The Analgesic Effect of Intrathecal Gabapentin in a Rat Model of Incisional Pain.
10.4097/kjae.1999.37.4.704
- Author:
Soo Seog PARK
1
;
Dong Eon MOON
;
Oh Kyoung KWON
;
Yeon JANG
;
Eun Chung CHO
;
Seung Eun JEE
;
Ho Kyung SONG
;
Dong Seok JEONG
Author Information
1. Department of Anesthesiology, College of Medicine, The Catholic University of Korea, Seoul, Korea.

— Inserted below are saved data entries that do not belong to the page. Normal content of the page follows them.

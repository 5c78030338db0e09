/// Walkthrough example: plays the demo story from start to finish.
///
/// A scripted session: sew through the workshop chapter, take the forced
/// detour after the machine's second answer, then talk to the machine in
/// the second chapter until the story ends.
///
/// Run with: cargo run --example walkthrough

use chapter_flow::core::flow::{Action, Step};
use chapter_flow::core::player::{FrameInput, PlayerConfig, StoryPlayer};
use chapter_flow::core::sink::{Effect, EffectLog, ManualClock};

type Player = StoryPlayer<EffectLog, EffectLog, ManualClock>;

fn main() {
    env_logger::Builder::from_env(env_logger::Env::default().default_filter_or("warn")).init();

    let log = EffectLog::new();
    let clock = ManualClock::new(0);

    let mut player = StoryPlayer::builder()
        .seed(2026)
        .chapters_dir("chapters/demo")
        .config(PlayerConfig {
            story_end_message: "- The End -".to_string(),
            ..PlayerConfig::default()
        })
        .build(log.clone(), log.clone(), clock.clone())
        .expect("Failed to build player");

    // --- Title ---
    println!("========================================");
    println!("   THE SEWING MACHINE");
    println!("   A Story in Two Chapters");
    println!("========================================");
    println!();

    player.init();
    show(&mut player, &log, &clock, "Opening");

    // --- Chapter 1: sew one stitch, then listen ---
    sew(&mut player, &clock);
    show(&mut player, &log, &clock, "Sew");

    click(&mut player);
    show(&mut player, &log, &clock, "Click");
    click(&mut player);
    show(&mut player, &log, &clock, "Click");

    // The second answer hides a forced detour behind the next stitch
    if let Some(node) = player.peek(Action::HoldAdvance) {
        println!("(a hold now leads to '{}')\n", node.name);
    }
    sew(&mut player, &clock);
    show(&mut player, &log, &clock, "Sew");
    sew(&mut player, &clock);
    show(&mut player, &log, &clock, "Sew");
    sew(&mut player, &clock);
    show(&mut player, &log, &clock, "Sew");
    sew(&mut player, &clock);
    show(&mut player, &log, &clock, "Sew");

    // Node 3 does not open the machine's branches
    let ignored = click(&mut player);
    println!("(click on the last seam: {:?})\n", ignored);

    // The trigger node hands over to chapter 2
    sew(&mut player, &clock);
    show(&mut player, &log, &clock, "Sew");

    // --- Chapter 2: keep asking until the terminal branch takes over ---
    while !player.is_ended() {
        let steps = click(&mut player);
        if steps.iter().all(|s| matches!(s, Step::Ignored(_))) {
            println!("(stuck: {:?})", steps);
            break;
        }
        show(&mut player, &log, &clock, "Click");
    }

    println!("========================================");
    println!("   Chapter {} finished at {}", player.chapter().number, player.position());
    println!("========================================");
}

/// A full hold gesture: press, drag upward, release.
fn sew(player: &mut Player, clock: &ManualClock) -> Vec<Step> {
    let mut steps = player.tick(&FrameInput {
        hold_pressed: true,
        ..FrameInput::default()
    });
    for _ in 0..8 {
        clock.advance(16);
        steps.extend(player.tick(&FrameInput {
            pointer_dy: 1.0,
            ..FrameInput::default()
        }));
    }
    clock.advance(16);
    steps.extend(player.tick(&FrameInput {
        hold_released: true,
        ..FrameInput::default()
    }));
    steps
}

fn click(player: &mut Player) -> Vec<Step> {
    player.tick(&FrameInput {
        click: true,
        ..FrameInput::default()
    })
}

/// Let the reveal finish, then print what ended up on screen.
fn show(player: &mut Player, log: &EffectLog, clock: &ManualClock, label: &str) {
    clock.advance(30_000);
    player.tick(&FrameInput::default());

    let effects = log.take();
    let mut panel = None;
    let mut text = None;
    for effect in &effects {
        match effect {
            Effect::RolePanel(role) => panel = Some(role.label()),
            Effect::Background(asset) => println!("  [background: {}]", asset),
            Effect::SetActive { target, active } => {
                println!("  [{} {}]", target, if *active { "on" } else { "off" })
            }
            Effect::Text { text: t, .. } if !t.is_empty() => text = Some(t.clone()),
            Effect::Message(message) => println!("  {}", message),
            _ => {}
        }
    }
    if let Some(text) = text {
        let speaker = panel.unwrap_or("user");
        println!("--- {} ({}) ---", label, speaker);
        println!("{}", text);
        println!();
    }
}
/// Authoring operations on chapter content.
///
/// These keep the naming convention intact: main nodes are `h<ch>.s<i>`,
/// click branches `H<ch>.C<n>`, forced and terminal branches `F<n>` and
/// `E<n>` (plus a `[<branch> <from>-<to>]` suffix once linked), and every
/// branch entry is `<container name>.<i>`.

use log::info;
use thiserror::Error;

use crate::schema::container::{Chapter, Container, ContainerKind, ContainerRef, Slot};
use crate::schema::linkage::{
    base_name, click_branch_name, click_branch_prefix, entry_name, find_first_unused_ordinal,
    format_linkage, main_node_name, Linkage, FORCED_PREFIX, TERMINAL_PREFIX,
};
use crate::schema::node::{ContentNode, NodeId};

#[derive(Debug, Clone, PartialEq, Eq, Error)]
pub enum AuthoringError {
    #[error("no container at {0:?}")]
    UnknownContainer(ContainerRef),
    #[error("click branch {0} does not exist")]
    UnknownClickBranch(usize),
    #[error("invalid entry range {from}-{to}")]
    InvalidRange { from: usize, to: usize },
}

/// Append a node to the main sequence.
pub fn add_main_node(chapter: &mut Chapter) -> Slot {
    let index = chapter.main_sequence.len();
    let node = ContentNode::new(
        chapter.next_node_id(),
        main_node_name(chapter.number, index),
        "",
    );
    chapter.main_sequence.nodes.push(node);
    Slot::new(ContainerRef::Main, index)
}

/// Create `H<ch>.C<n>` with the first free `n` and one entry.
pub fn add_click_branch(chapter: &mut Chapter) -> usize {
    let prefix = click_branch_prefix(chapter.number);
    let ordinal = find_first_unused_ordinal(
        chapter.click_branches.iter().map(|c| c.name.as_str()),
        &prefix,
    );
    let name = click_branch_name(chapter.number, ordinal);
    let first = ContentNode::new(chapter.next_node_id(), entry_name(&name, 0), "");
    let mut container = Container::new(ContainerKind::ClickBranch, name);
    container.nodes.push(first);
    chapter.click_branches.push(container);

    // Linkage indexes point into the click branch list
    chapter.resolve_linkages();
    chapter.click_branches.len() - 1
}

/// Create an unlinked `F<n>` with one entry.
pub fn add_forced_branch(chapter: &mut Chapter) -> usize {
    let id = chapter.next_node_id();
    add_linked_kind(&mut chapter.forced_branches, ContainerKind::ForcedBranch, FORCED_PREFIX, id)
}

/// Create an unlinked `E<n>` with one entry.
pub fn add_terminal_branch(chapter: &mut Chapter) -> usize {
    let id = chapter.next_node_id();
    add_linked_kind(
        &mut chapter.terminal_branches,
        ContainerKind::TerminalBranch,
        TERMINAL_PREFIX,
        id,
    )
}

fn add_linked_kind(
    list: &mut Vec<Container>,
    kind: ContainerKind,
    prefix: &str,
    id: NodeId,
) -> usize {
    let ordinal = find_first_unused_ordinal(list.iter().map(|c| c.name.as_str()), prefix);
    let name = format!("{}{}", prefix, ordinal);
    let mut container = Container::new(kind, name.as_str());
    container.nodes.push(ContentNode::new(id, entry_name(&name, 0), ""));
    list.push(container);
    list.len() - 1
}

/// Append an entry to any container. Branch entries are named after their
/// container and do not open click branches.
pub fn add_entry(chapter: &mut Chapter, container: ContainerRef) -> Result<Slot, AuthoringError> {
    if container == ContainerRef::Main {
        return Ok(add_main_node(chapter));
    }
    let id = chapter.next_node_id();
    let target = chapter
        .container_mut(container)
        .ok_or(AuthoringError::UnknownContainer(container))?;

    let index = target.len();
    let name = entry_name(&target.name, index);
    let mut node = ContentNode::new(id, name.as_str(), "");
    node.counts_as_click = false;
    if target.kind == ContainerKind::ClickBranch {
        node.text = name;
    }
    target.nodes.push(node);
    Ok(Slot::new(container, index))
}

/// Point forced branch `index` at an entry range of a click branch.
pub fn link_forced_branch(
    chapter: &mut Chapter,
    index: usize,
    click_branch: usize,
    from: usize,
    to: usize,
) -> Result<(), AuthoringError> {
    link_branch(chapter, ContainerRef::Forced(index), click_branch, from, to)
}

/// Point terminal branch `index` at an entry range of a click branch.
pub fn link_terminal_branch(
    chapter: &mut Chapter,
    index: usize,
    click_branch: usize,
    from: usize,
    to: usize,
) -> Result<(), AuthoringError> {
    link_branch(chapter, ContainerRef::Terminal(index), click_branch, from, to)
}

/// Write `<base> [<branch> <from>-<to>]` into the container name and
/// rename every child to match.
fn link_branch(
    chapter: &mut Chapter,
    container: ContainerRef,
    click_branch: usize,
    from: usize,
    to: usize,
) -> Result<(), AuthoringError> {
    if from > to {
        return Err(AuthoringError::InvalidRange { from, to });
    }
    let branch_name = chapter
        .click_branches
        .get(click_branch)
        .map(|c| c.name.clone())
        .ok_or(AuthoringError::UnknownClickBranch(click_branch))?;
    let target = chapter
        .container_mut(container)
        .ok_or(AuthoringError::UnknownContainer(container))?;

    let name = format_linkage(base_name(&target.name), &branch_name, from, to);
    for (i, node) in target.nodes.iter_mut().enumerate() {
        node.name = entry_name(&name, i);
    }
    info!("{} '{}' renamed to '{}'", target.kind.label(), target.name, name);
    target.name = name;
    target.linkage = Some(Linkage {
        click_branch,
        from,
        to,
    });
    Ok(())
}

/// Give every node with blank text its own name as text. Returns how many
/// nodes changed.
pub fn fill_empty_text_from_names(chapter: &mut Chapter) -> usize {
    let mut count = 0;
    let lists = std::iter::once(&mut chapter.main_sequence)
        .chain(chapter.click_branches.iter_mut())
        .chain(chapter.forced_branches.iter_mut())
        .chain(chapter.terminal_branches.iter_mut());
    for container in lists {
        for node in container.nodes.iter_mut() {
            if node.text.trim().is_empty() {
                node.text = node.name.clone();
                count += 1;
            }
        }
    }
    info!("chapter {}: filled text for {} empty nodes", chapter.number, count);
    count
}
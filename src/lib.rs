//! Chapter Flow: branching visual-novel progression for games.
//!
//! Tracks the player's position in a chapter of authored content (a main
//! sequence plus click, forced and terminal branches) and decides, per
//! hold-gesture or click, which node is shown next. Display, audio and
//! scene-object activation are delegated to host-provided sinks.

pub mod core;
pub mod schema;
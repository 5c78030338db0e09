/// Collaborators the player drives: display, object activation, clock.
///
/// The runtime never touches a scene graph. Everything visible goes out
/// through these traits; [`EffectLog`] records it as plain data for tests,
/// tools and the wasm bindings.

use serde::Serialize;
use std::cell::{Cell, RefCell};
use std::rc::Rc;
use std::time::Instant;

use crate::core::reveal::TextFrame;
use crate::schema::node::{AssetRef, NodeRole, TargetId};

/// Transient UI feedback elements.
#[derive(Debug, Clone, Copy, PartialEq, Eq, Hash, Serialize)]
pub enum Indicator {
    /// Shown while the hold input is down.
    HoldActive,
    /// Shown briefly once the gesture distance is reached.
    HoldSuccess,
    /// Shown briefly after a click.
    ClickFeedback,
}

/// Renders node content.
pub trait DisplaySink {
    fn show_text(&mut self, frame: &TextFrame);
    fn set_background(&mut self, background: &AssetRef);
    /// Stop whatever background audio plays, then start `sound` if any.
    fn set_background_audio(&mut self, sound: Option<&AssetRef>);
    fn set_role_panel(&mut self, role: NodeRole);
    fn set_indicator(&mut self, indicator: Indicator, visible: bool);
    fn set_typing_sound(&mut self, playing: bool);
    /// Hold sound: starts with the hold, stops once the distance is reached.
    fn set_hold_sound(&mut self, playing: bool);
    /// Plain fallback text, e.g. when a chapter has no start node.
    fn show_message(&mut self, message: &str);
    fn story_ended(&mut self);
}

/// Switches external scene objects on and off.
pub trait ActivationSink {
    fn set_active(&mut self, target: &TargetId, active: bool);
}

/// Millisecond time source.
pub trait Clock {
    fn now_ms(&self) -> u64;
}

/// One recorded collaborator call.
#[derive(Debug, Clone, PartialEq, Serialize)]
pub enum Effect {
    Text { text: String, highlight_from: usize },
    Background(String),
    BackgroundAudio(Option<String>),
    RolePanel(NodeRole),
    Indicator { indicator: Indicator, visible: bool },
    TypingSound(bool),
    HoldSound(bool),
    Message(String),
    StoryEnded,
    SetActive { target: String, active: bool },
}

/// Records every call as an [`Effect`]. Clones share one log, so a test can
/// keep a handle while the player owns another.
#[derive(Debug, Clone, Default)]
pub struct EffectLog {
    effects: Rc<RefCell<Vec<Effect>>>,
}

impl EffectLog {
    pub fn new() -> Self {
        Self::default()
    }

    pub fn push(&self, effect: Effect) {
        self.effects.borrow_mut().push(effect);
    }

    /// Drain everything recorded so far.
    pub fn take(&self) -> Vec<Effect> {
        std::mem::take(&mut *self.effects.borrow_mut())
    }

    pub fn snapshot(&self) -> Vec<Effect> {
        self.effects.borrow().clone()
    }

    pub fn is_empty(&self) -> bool {
        self.effects.borrow().is_empty()
    }

    /// Most recent text shown, if any.
    pub fn last_text(&self) -> Option<String> {
        self.effects.borrow().iter().rev().find_map(|e| match e {
            Effect::Text { text, .. } => Some(text.clone()),
            Effect::Message(text) => Some(text.clone()),
            _ => None,
        })
    }
}

impl DisplaySink for EffectLog {
    fn show_text(&mut self, frame: &TextFrame) {
        self.push(Effect::Text {
            text: frame.text.clone(),
            highlight_from: frame.highlight_from,
        });
    }

    fn set_background(&mut self, background: &AssetRef) {
        self.push(Effect::Background(background.0.clone()));
    }

    fn set_background_audio(&mut self, sound: Option<&AssetRef>) {
        self.push(Effect::BackgroundAudio(sound.map(|s| s.0.clone())));
    }

    fn set_role_panel(&mut self, role: NodeRole) {
        self.push(Effect::RolePanel(role));
    }

    fn set_indicator(&mut self, indicator: Indicator, visible: bool) {
        self.push(Effect::Indicator { indicator, visible });
    }

    fn set_typing_sound(&mut self, playing: bool) {
        self.push(Effect::TypingSound(playing));
    }

    fn set_hold_sound(&mut self, playing: bool) {
        self.push(Effect::HoldSound(playing));
    }

    fn show_message(&mut self, message: &str) {
        self.push(Effect::Message(message.to_string()));
    }

    fn story_ended(&mut self) {
        self.push(Effect::StoryEnded);
    }
}

impl ActivationSink for EffectLog {
    fn set_active(&mut self, target: &TargetId, active: bool) {
        self.push(Effect::SetActive {
            target: target.0.clone(),
            active,
        });
    }
}

/// Clock driven by hand. Clones share the same time.
#[derive(Debug, Clone, Default)]
pub struct ManualClock {
    now: Rc<Cell<u64>>,
}

impl ManualClock {
    pub fn new(start_ms: u64) -> Self {
        Self {
            now: Rc::new(Cell::new(start_ms)),
        }
    }

    pub fn set(&self, ms: u64) {
        self.now.set(ms);
    }

    pub fn advance(&self, ms: u64) {
        self.now.set(self.now.get() + ms);
    }
}

impl Clock for ManualClock {
    fn now_ms(&self) -> u64 {
        self.now.get()
    }
}

/// Wall-clock time since construction.
#[derive(Debug, Clone, Copy)]
pub struct SystemClock {
    start: Instant,
}

impl SystemClock {
    pub fn new() -> Self {
        Self {
            start: Instant::now(),
        }
    }
}

impl Default for SystemClock {
    fn default() -> Self {
        Self::new()
    }
}

impl Clock for SystemClock {
    fn now_ms(&self) -> u64 {
        self.start.elapsed().as_millis() as u64
    }
}

#[cfg(test)]
mod tests {
    use super::*;

    #[test]
    fn effect_log_clones_share_entries() {
        let log = EffectLog::new();
        let mut handle = log.clone();
        handle.set_role_panel(NodeRole::Machine);
        handle.set_active(&TargetId("lamp".to_string()), true);
        assert_eq!(
            log.snapshot(),
            vec![
                Effect::RolePanel(NodeRole::Machine),
                Effect::SetActive {
                    target: "lamp".to_string(),
                    active: true
                },
            ]
        );
        assert_eq!(log.take().len(), 2);
        assert!(log.is_empty());
    }

    #[test]
    fn last_text_prefers_latest() {
        let mut log = EffectLog::new();
        log.show_message("first");
        log.show_text(&TextFrame {
            text: "second".to_string(),
            highlight_from: 6,
        });
        log.set_typing_sound(false);
        assert_eq!(log.last_text().as_deref(), Some("second"));
    }

    #[test]
    fn manual_clock_is_shared() {
        let clock = ManualClock::new(100);
        let other = clock.clone();
        other.advance(50);
        assert_eq!(clock.now_ms(), 150);
        clock.set(5);
        assert_eq!(other.now_ms(), 5);
    }
}
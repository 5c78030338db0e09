use serde::{Deserialize, Serialize};

/// Newtype wrapper for content node IDs.
#[derive(Debug, Clone, Copy, PartialEq, Eq, Hash, PartialOrd, Ord, Serialize, Deserialize)]
pub struct NodeId(pub u64);

/// Reference to an external asset (background sprite, audio clip).
/// The flow controller never loads these; it only hands them to the display.
#[derive(Debug, Clone, PartialEq, Eq, Hash, Serialize, Deserialize)]
pub struct AssetRef(pub String);

/// Reference to an external scene object toggled by activation directives.
#[derive(Debug, Clone, PartialEq, Eq, Hash, Serialize, Deserialize)]
pub struct TargetId(pub String);

/// Which role panel is shown while a node is on screen.
/// Exactly one panel is visible at a time.
#[derive(Debug, Clone, Copy, Default, PartialEq, Eq, Hash, Serialize, Deserialize)]
pub enum NodeRole {
    #[default]
    User,
    Machine,
    Extra,
}

impl NodeRole {
    pub fn label(&self) -> &'static str {
        match self {
            Self::User => "user",
            Self::Machine => "machine",
            Self::Extra => "extra",
        }
    }
}

/// A side effect requested when a node is entered or left.
#[derive(Debug, Clone, PartialEq, Eq, Serialize, Deserialize)]
pub struct ActivationDirective {
    pub target: TargetId,
    #[serde(default)]
    pub activate_on_entry: bool,
    #[serde(default)]
    pub deactivate_on_exit: bool,
}

/// Nodes carry at most this many activation directives.
pub const MAX_DIRECTIVES: usize = 2;

/// The smallest narrative unit: one screen of text plus its presentation.
#[derive(Debug, Clone, PartialEq, Serialize, Deserialize)]
pub struct ContentNode {
    pub id: NodeId,
    /// Authored name, e.g. `h1.s3` or `H1.C0.2`.
    #[serde(default)]
    pub name: String,
    #[serde(default)]
    pub text: String,
    #[serde(default)]
    pub role: NodeRole,
    #[serde(default)]
    pub background: Option<AssetRef>,
    #[serde(default)]
    pub sound: Option<AssetRef>,
    #[serde(default)]
    pub disable_advance_by_hold: bool,
    #[serde(default)]
    pub disable_advance_by_click: bool,
    #[serde(default = "default_counts_as_click")]
    pub counts_as_click: bool,
    #[serde(default)]
    pub directives: Vec<ActivationDirective>,
}

fn default_counts_as_click() -> bool {
    true
}

impl ContentNode {
    pub fn new(id: NodeId, name: impl Into<String>, text: impl Into<String>) -> Self {
        Self {
            id,
            name: name.into(),
            text: text.into(),
            role: NodeRole::default(),
            background: None,
            sound: None,
            disable_advance_by_hold: false,
            disable_advance_by_click: false,
            counts_as_click: true,
            directives: Vec::new(),
        }
    }

    /// Both gating flags set: the player cannot leave this node by any action.
    pub fn is_dead_end(&self) -> bool {
        self.disable_advance_by_hold && self.disable_advance_by_click
    }

    /// Tooling-only mutator.
    pub fn set_disable_advance_by_hold(&mut self, disabled: bool) {
        self.disable_advance_by_hold = disabled;
    }

    /// Tooling-only mutator.
    pub fn set_disable_advance_by_click(&mut self, disabled: bool) {
        self.disable_advance_by_click = disabled;
    }

    /// Targets to switch on when this node is entered.
    pub fn activations(&self) -> impl Iterator<Item = &TargetId> {
        self.directives
            .iter()
            .take(MAX_DIRECTIVES)
            .filter(|d| d.activate_on_entry)
            .map(|d| &d.target)
    }

    /// Targets to switch off when this node is left.
    pub fn deactivations(&self) -> impl Iterator<Item = &TargetId> {
        self.directives
            .iter()
            .take(MAX_DIRECTIVES)
            .filter(|d| d.deactivate_on_exit)
            .map(|d| &d.target)
    }

    /// Short single-line preview of the node text: 47 chars plus `...`
    /// when the text is longer than 50 chars.
    pub fn preview(&self) -> String {
        let count = self.text.chars().count();
        if count > 50 {
            let head: String = self.text.chars().take(47).collect();
            format!("{}...", head)
        } else {
            self.text.clone()
        }
    }
}

#[cfg(test)]
mod tests {
    use super::*;

    fn directive(target: &str, on_entry: bool, on_exit: bool) -> ActivationDirective {
        ActivationDirective {
            target: TargetId(target.to_string()),
            activate_on_entry: on_entry,
            deactivate_on_exit: on_exit,
        }
    }

    #[test]
    fn new_node_defaults() {
        let node = ContentNode::new(NodeId(7), "h1.s0", "Hello.");
        assert_eq!(node.role, NodeRole::User);
        assert!(node.counts_as_click);
        assert!(!node.disable_advance_by_hold);
        assert!(!node.disable_advance_by_click);
        assert!(!node.is_dead_end());
    }

    #[test]
    fn role_defaults_to_user() {
        assert_eq!(NodeRole::default(), NodeRole::User);
        let node: ContentNode = ron::from_str("(id: NodeId(3))").unwrap();
        assert_eq!(node.role, NodeRole::User);
        assert!(node.counts_as_click);
    }

    #[test]
    fn dead_end_requires_both_flags() {
        let mut node = ContentNode::new(NodeId(1), "n", "");
        node.set_disable_advance_by_hold(true);
        assert!(!node.is_dead_end());
        node.set_disable_advance_by_click(true);
        assert!(node.is_dead_end());
    }

    #[test]
    fn directives_split_by_phase() {
        let mut node = ContentNode::new(NodeId(1), "n", "");
        node.directives = vec![directive("lamp", true, false), directive("door", true, true)];
        let on: Vec<_> = node.activations().map(|t| t.0.as_str()).collect();
        let off: Vec<_> = node.deactivations().map(|t| t.0.as_str()).collect();
        assert_eq!(on, vec!["lamp", "door"]);
        assert_eq!(off, vec!["door"]);
    }

    #[test]
    fn directives_beyond_two_are_ignored() {
        let mut node = ContentNode::new(NodeId(1), "n", "");
        node.directives = vec![
            directive("a", true, false),
            directive("b", true, false),
            directive("c", true, false),
        ];
        assert_eq!(node.activations().count(), 2);
    }

    #[test]
    fn preview_truncates_long_text() {
        let node = ContentNode::new(NodeId(1), "n", "x".repeat(60));
        let preview = node.preview();
        assert_eq!(preview.chars().count(), 50);
        assert!(preview.ends_with("..."));

        let short = ContentNode::new(NodeId(2), "n", "short");
        assert_eq!(short.preview(), "short");
    }

    #[test]
    fn role_labels() {
        assert_eq!(NodeRole::User.label(), "user");
        assert_eq!(NodeRole::Machine.label(), "machine");
        assert_eq!(NodeRole::Extra.label(), "extra");
    }

    #[test]
    fn counts_as_click_defaults_true_in_ron() {
        let node: ContentNode = ron::from_str(r#"(id: NodeId(3), text: "hi")"#).unwrap();
        assert!(node.counts_as_click);
        assert_eq!(node.name, "");
    }
}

- Publication Type:Original Article
- Keywords:
Animals, rat;
Pain, hyperalgesia, incision, postoperative;
Phamacology, gabapentin
- MeSH:
Anesthesia;
Animals;
Catheters;
gamma-Aminobutyric Acid;
Halothane;
Humans;
Hyperalgesia;
Models, Animal*;
Pain, Postoperative;
Plastics;
Rats*;
Reflex Sympathetic Dystrophy;
Weight-Bearing;
Wounds and Injuries
- From:Korean Journal of Anesthesiology
1999;37(4):704-710
- CountryRepublic of Korea
- Language:Korean
-
Abstract:
BACKGROUND: Gabapentin, an anticonvulsant structurally related to gamma-aminobutyric acid (GABA), was recently reported to be effective in pain associated with reflex sympathetic dystrophy and neuropathy. However, the effects of intrathecal (IT) gabapentin in postoperative pain are unclear. This study was designed to evaluate the analgesic action of IT gabapentin in a rat model of postoperative pain which was similar to human postoperative pain states. METHODS: Rats were prepared with chronic intrathecal catheter. Under halothane anesthesia, a 1 cm incision was made in the plantar aspect of the hind paw and closed. Rats were divided into 7 groups, a control group (saline 20 microliter intrathecally n = 6); a GP 30 group (gabapentin 30 microgram intrathecally, n = 6); a GP 100 group (gabapentin 100 microgram intrathecally, n = 6); a GP 300 group (gabapentin 300 microgram intrathecally, n = 6); a GP 1000 group (gabapentin 1,000 microgram intrathecally, n = 6); a NS-GP group (saline 10 microliter and gabapentin 300 microgram intrathecally, n = 6) and DS-GP group (D-serine 100 microgram and gabapentin 300 microgram intrathecally, n = 6). The rats were placed on an elevated plastic mesh floor, and withdrawal threshold was determined using calibrated von Frey filaments applied from beneath the test cage to an area adjacent to the wound. A cumulative pain score based on the weight bearing behavior of the rats, and motor deficit score, were also assessed. RESULTS: In all group, the median withdrawal threshold for punctate hyperalgesia decreased from 148.4 mN before surgery to 1.5 mN-14.5 mN 2 hours after surgery-inducing hyperalgesia and remained unchanged during the 2hr testing period. The IT administration of gabapentin (30 300 microgram) increased the median withdrawal threshold toward preincision values dose-dependently and the nonevoked pain scores were also decreased. But the effects of intrathecal gabapentin were reversed by IT D-serine. The Analgegic effects of gabapentin were observed at doses that had no significant effect on motor function or spontaneous activity. CONCLUSIONS: These observations suggest that intrathecal gabapentin can modulate the facilitation of spinal nociceptive processing by tissue injury and may offer a therapeutic agent for the treatment of postoperative pain.